Correlation Analysis of Initial Methylation Stratification and Clinical Characteristics in Juvenile Myelomonocytic Leukemia

[Objective] Juvenile myelomonocytic leukemia (JMML) is a rare abnormal clonal disease of hematopoietic stem cells in infants. Epigenetic abnormality is a prominent feature of JMML. DNA methylation is an important component of epigenetics. The level of abnormal methylation level in patients with JMML is closely related to prognosis. The latest international consensus on JMML methylation monitoring pointed out that the characteristics of JMML genome and epigenome provide an important means for the study of prognostic stratification and pathogenesis of JMML. However, there is a lack of understanding of clinical characteristics among patients with different levels of JMML methylation. This study retrospectively analyzed the initial methylation level of JMML in a single center and conducted risk stratification to explore the correlation between JMML methylation level and clinical characteristics.

[Methods] The clinical information of patients with JMML and methylation data in our center was collected. Patients were divided into 2 groups by JMML methylation consensus standard. The laboratory examination results of clinical characteristics of different methylation levels of JMML were summarized, and the relationship between methylation level and clinical prognosis was analyzed.
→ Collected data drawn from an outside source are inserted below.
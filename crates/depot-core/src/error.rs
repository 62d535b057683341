//! Error types shared across every depot crate.
//!
//! Each error carries:
//! - a stable error code (e.g. `E0601`) for documentation lookups
//! - a human message
//! - suggestions for how to recover, when the source command has any to offer

use std::fmt;
use thiserror::Error;

/// Stable error codes, grouped by the component that raises them.
#[derive(Debug, Clone, Copy, PartialEq, Eq)]
pub enum ErrorCode {
    // Version algebra (E01xx)
    /// Malformed version string.
    E0101,
    /// Malformed relation operator.
    E0102,

    // Channel / loader (E02xx)
    /// Channel record is missing a required field or has an invalid type.
    E0201,
    /// Loader could not parse backend metadata.
    E0202,

    // Fetch (E03xx)
    /// Network, checksum, or decompression failure.
    E0301,

    // Cache (E04xx)
    /// An internal cache invariant was violated.
    E0401,

    // Query (E05xx)
    /// Malformed search pattern (bad glob or regex).
    E0501,

    // Policy / resolver (E06xx)
    /// Unsatisfiable requirement or irresolvable conflict.
    E0601,
    /// A locked package would need to change state.
    E0602,
    /// No candidate provider meets policy constraints.
    E0603,
    /// Changeset was inconsistent after propagation reached fixpoint.
    E0604,

    // Commit (E07xx)
    /// Backend refused or aborted a step.
    E0701,

    // Config / CLI (E08xx)
    /// Argument parsing or CLI misuse.
    E0801,
    /// Persisted configuration could not be parsed.
    E0802,
}

impl ErrorCode {
    /// The `Exxxx` string form of this code.
    #[must_use]
    pub const fn as_str(&self) -> &'static str {
        match self {
            Self::E0101 => "E0101",
            Self::E0102 => "E0102",
            Self::E0201 => "E0201",
            Self::E0202 => "E0202",
            Self::E0301 => "E0301",
            Self::E0401 => "E0401",
            Self::E0501 => "E0501",
            Self::E0601 => "E0601",
            Self::E0602 => "E0602",
            Self::E0603 => "E0603",
            Self::E0604 => "E0604",
            Self::E0701 => "E0701",
            Self::E0801 => "E0801",
            Self::E0802 => "E0802",
        }
    }
}

impl fmt::Display for ErrorCode {
    fn fmt(&self, f: &mut fmt::Formatter<'_>) -> fmt::Result {
        write!(f, "{}", self.as_str())
    }
}

/// Wrapper so `ErrorCode` can sit behind thiserror's `#[source]`.
#[derive(Debug)]
pub struct ErrorCodeSource(pub ErrorCode);

impl fmt::Display for ErrorCodeSource {
    fn fmt(&self, f: &mut fmt::Formatter<'_>) -> fmt::Result {
        write!(f, "{}", self.0.as_str())
    }
}

impl std::error::Error for ErrorCodeSource {}

/// The error type shared by every depot crate.
#[derive(Error, Debug)]
pub enum Error {
    /// CLI argument parsing or misuse.
    #[error("[{code}] usage error: {message}")]
    Usage {
        #[source]
        code: ErrorCodeSource,
        message: String,
        suggestions: Vec<String>,
    },

    /// A channel record was malformed (missing `baseurl`, non-integer `priority`, ...).
    #[error("[{code}] invalid channel '{alias}': {message}")]
    ChannelData {
        #[source]
        code: ErrorCodeSource,
        alias: String,
        message: String,
        suggestions: Vec<String>,
    },

    /// A loader failed to parse backend metadata.
    #[error("[{code}] loader error: {message}")]
    Loader {
        #[source]
        code: ErrorCodeSource,
        message: String,
        suggestions: Vec<String>,
    },

    /// Network, checksum, or decompression failure for one fetched item.
    #[error("[{code}] fetch failed for {url}: {message}")]
    Fetch {
        #[source]
        code: ErrorCodeSource,
        url: String,
        message: String,
        suggestions: Vec<String>,
    },

    /// Unsatisfiable requirement or irresolvable conflict.
    #[error("[{code}] dependency error: {message}")]
    Dependency {
        #[source]
        code: ErrorCodeSource,
        message: String,
        /// The chain of unmet relations, innermost first.
        chain: Vec<String>,
        suggestions: Vec<String>,
    },

    /// A locked package would need to change state.
    #[error("[{code}] '{package}' is locked and cannot change state")]
    Locked {
        #[source]
        code: ErrorCodeSource,
        package: String,
        suggestions: Vec<String>,
    },

    /// No candidate provider meets policy constraints.
    #[error("[{code}] policy error: {message}")]
    Policy {
        #[source]
        code: ErrorCodeSource,
        message: String,
        suggestions: Vec<String>,
    },

    /// The changeset was inconsistent after propagation reached fixpoint.
    /// Should not happen; indicates a solver bug.
    #[error("[{code}] transaction error: {message}")]
    Transaction {
        #[source]
        code: ErrorCodeSource,
        message: String,
    },

    /// The backend refused or aborted a step during commit.
    #[error("[{code}] commit failed at step {step}: {message}")]
    Commit {
        #[source]
        code: ErrorCodeSource,
        step: String,
        message: String,
    },

    /// A version string did not parse as `[epoch:]upstream[-release]`.
    #[error("[{code}] invalid version '{input}': {message}")]
    VersionParse {
        #[source]
        code: ErrorCodeSource,
        input: String,
        message: String,
    },

    /// A search pattern was not a valid glob or regex.
    #[error("[{code}] invalid search pattern '{pattern}': {message}")]
    Pattern {
        #[source]
        code: ErrorCodeSource,
        pattern: String,
        message: String,
    },

    /// Persisted configuration did not parse.
    #[error("[{code}] config error: {message}")]
    Config {
        #[source]
        code: ErrorCodeSource,
        message: String,
        suggestions: Vec<String>,
    },
}

impl Error {
    /// The stable error code for this error.
    #[must_use]
    pub const fn code(&self) -> ErrorCode {
        match self {
            Self::Usage { code, .. }
            | Self::ChannelData { code, .. }
            | Self::Loader { code, .. }
            | Self::Fetch { code, .. }
            | Self::Dependency { code, .. }
            | Self::Locked { code, .. }
            | Self::Policy { code, .. }
            | Self::Transaction { code, .. }
            | Self::Commit { code, .. }
            | Self::VersionParse { code, .. }
            | Self::Pattern { code, .. }
            | Self::Config { code, .. } => code.0,
        }
    }

    /// Suggestions for fixing this error, if any were attached.
    #[must_use]
    pub fn suggestions(&self) -> &[String] {
        match self {
            Self::Usage { suggestions, .. }
            | Self::ChannelData { suggestions, .. }
            | Self::Loader { suggestions, .. }
            | Self::Fetch { suggestions, .. }
            | Self::Dependency { suggestions, .. }
            | Self::Locked { suggestions, .. }
            | Self::Policy { suggestions, .. }
            | Self::Config { suggestions, .. } => suggestions,
            Self::Transaction { .. } | Self::Commit { .. } | Self::VersionParse { .. } | Self::Pattern { .. } => &[],
        }
    }

    /// Format this error together with its suggestions, for the CLI's `--explain` path.
    #[must_use]
    pub fn display_with_suggestions(&self) -> String {
        let mut output = format!("{self}");
        let suggestions = self.suggestions();
        if !suggestions.is_empty() {
            output.push_str("\n\nSuggestions:");
            for suggestion in suggestions {
                output.push_str(&format!("\n  - {suggestion}"));
            }
        }
        output
    }

    /// Build a [`Error::Dependency`] carrying the unmet-relation chain, as surfaced by S4.
    #[must_use]
    pub fn dependency(message: impl Into<String>, chain: Vec<String>) -> Self {
        Self::Dependency {
            code: ErrorCodeSource(ErrorCode::E0601),
            message: message.into(),
            chain,
            suggestions: vec![],
        }
    }

    /// Build a [`Error::Locked`] citing the offending package, as surfaced by S5.
    #[must_use]
    pub fn locked(package: impl Into<String>) -> Self {
        Self::Locked {
            code: ErrorCodeSource(ErrorCode::E0602),
            package: package.into(),
            suggestions: vec!["remove the lock before requesting this change".to_string()],
        }
    }

    /// Build a [`Error::Policy`] error.
    #[must_use]
    pub fn policy(message: impl Into<String>) -> Self {
        Self::Policy {
            code: ErrorCodeSource(ErrorCode::E0603),
            message: message.into(),
            suggestions: vec![],
        }
    }

    /// Build a [`Error::Transaction`] error; reaching this is a solver bug.
    #[must_use]
    pub fn transaction(message: impl Into<String>) -> Self {
        Self::Transaction {
            code: ErrorCodeSource(ErrorCode::E0604),
            message: message.into(),
        }
    }

    /// Build a [`Error::VersionParse`] error.
    #[must_use]
    pub fn version_parse(input: impl Into<String>, message: impl Into<String>) -> Self {
        Self::VersionParse {
            code: ErrorCodeSource(ErrorCode::E0101),
            input: input.into(),
            message: message.into(),
        }
    }

    /// Build a [`Error::Pattern`] error.
    #[must_use]
    pub fn pattern(pattern: impl Into<String>, message: impl Into<String>) -> Self {
        Self::Pattern {
            code: ErrorCodeSource(ErrorCode::E0501),
            pattern: pattern.into(),
            message: message.into(),
        }
    }

    /// Build a [`Error::Usage`] error with suggestions.
    #[must_use]
    pub fn usage(message: impl Into<String>, suggestions: Vec<String>) -> Self {
        Self::Usage {
            code: ErrorCodeSource(ErrorCode::E0801),
            message: message.into(),
            suggestions,
        }
    }

    /// Build a [`Error::ChannelData`] error for a malformed channel record.
    #[must_use]
    pub fn channel_data(alias: impl Into<String>, message: impl Into<String>) -> Self {
        Self::ChannelData {
            code: ErrorCodeSource(ErrorCode::E0201),
            alias: alias.into(),
            message: message.into(),
            suggestions: vec![],
        }
    }

    /// Build a [`Error::Config`] error for a persisted state tree that failed to parse.
    #[must_use]
    pub fn config(message: impl Into<String>) -> Self {
        Self::Config {
            code: ErrorCodeSource(ErrorCode::E0802),
            message: message.into(),
            suggestions: vec![],
        }
    }
}

/// Result type for depot operations.
pub type Result<T> = std::result::Result<T, Error>;

#[cfg(test)]
mod tests {
    use super::*;

    #[test]
    fn dependency_error_carries_chain() {
        let err = Error::dependency("no provider for missing>=1", vec!["missing>=1".to_string()]);
        assert_eq!(err.code().as_str(), "E0601");
        assert!(format!("{err}").contains("dependency error"));
    }

    #[test]
    fn display_with_suggestions_lists_each_one() {
        let err = Error::locked("alpha-1.0");
        let text = err.display_with_suggestions();
        assert!(text.contains("Suggestions:"));
        assert!(text.contains("remove the lock"));
    }
}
[Results] A total of 29 patients were enrolled in this study from 2015.6 to 2022.7. The median age of onset was 28 (range 3-60) months. There were 21 males (male: female = 2.6). According to the consensus criteria of methylation, JMML methylation levels were divided into two groups: hypomethylation group (LM) (n = 14) and hypermethylation group (HM) (n = 15). The median age of onset in LM group was 16.7（range 3.0-47.0) months, which was lower than that in HM group38.6 (range 3 to 60 months). The median interval from onset to diagnosis was 5.2 (range 0.2-18.0) months vs 3.7 (range 0.1-24.0) months (F= 0.121,P=0.730). The median platelet count of 71.3 (range 13.0-259.0) × 109 vs L (range 10.0-74.0) × 109 LIM group was significantly higher than that of HM group (P < 0.05). The median HbF 10.3 (range 1.4-49.5)% vs 43.0 (range 1.7-76.1)% (Fang 2.991), HbF in HM group. It was significantly higher than that in the LIM group, and the trend of increase was not statistically significant because of the small number of cases. All the 15 patients in the HM group carried JMML classical gene mutations, including 13 cases carrying PTPN11 somatic mutations (86.7%), the other 2 cases carrying NRAS mutations and 8 cases carrying more than two classical mutations (53.3%), including 4 cases of PTPN11/NF1 mutations, 3 cases of PTPN11/NRAS mutations and 1 case of NRAS/KRAS. In LIM group, 10 cases (71.4%) carried classical mutations, including 3 cases of PTPN11 mutations, 2 cases of NF1 -, 3 cases of NRAS and 2 cases of KRAS. No cases with more than two classical gene mutations were detected. The secondary mutation HM group mainly included 3 cases of SETBP1 (20%), 3 cases of JAK3 (20%), 2 cases of ARID1A and FAT1 (13.3%), 3 cases of TET2-3 (21.4%) and 1 case of RANBP2-ALK fusion (7.1%) in LIM group.

[Conclusion] JMML is a rare myelodysplastic syndrome / myeloproliferative tumor (MDS/MPN) in infants. Recent studies have found that the level of methylation is closely related to the prognosis of JMML. The results of this study showed that the median age of onset of HM was higher, the number of newly diagnosed platelets was significantly lower, and the proportion of PTPN11 with poor prognosis was higher. The incidence of more than two gene mutations was as high as 53.3%, and secondary mutations such as SETBP1 and JAK3 were more common in HM group. The clinical characteristics of HM group are closely related to the currently recognized adverse risk factors of JMML. Due to the small number of cases, the prognosis of different methylation levels and the correlation with treatment and intervention still need to be further studied.

No relevant conflicts of interest to declare.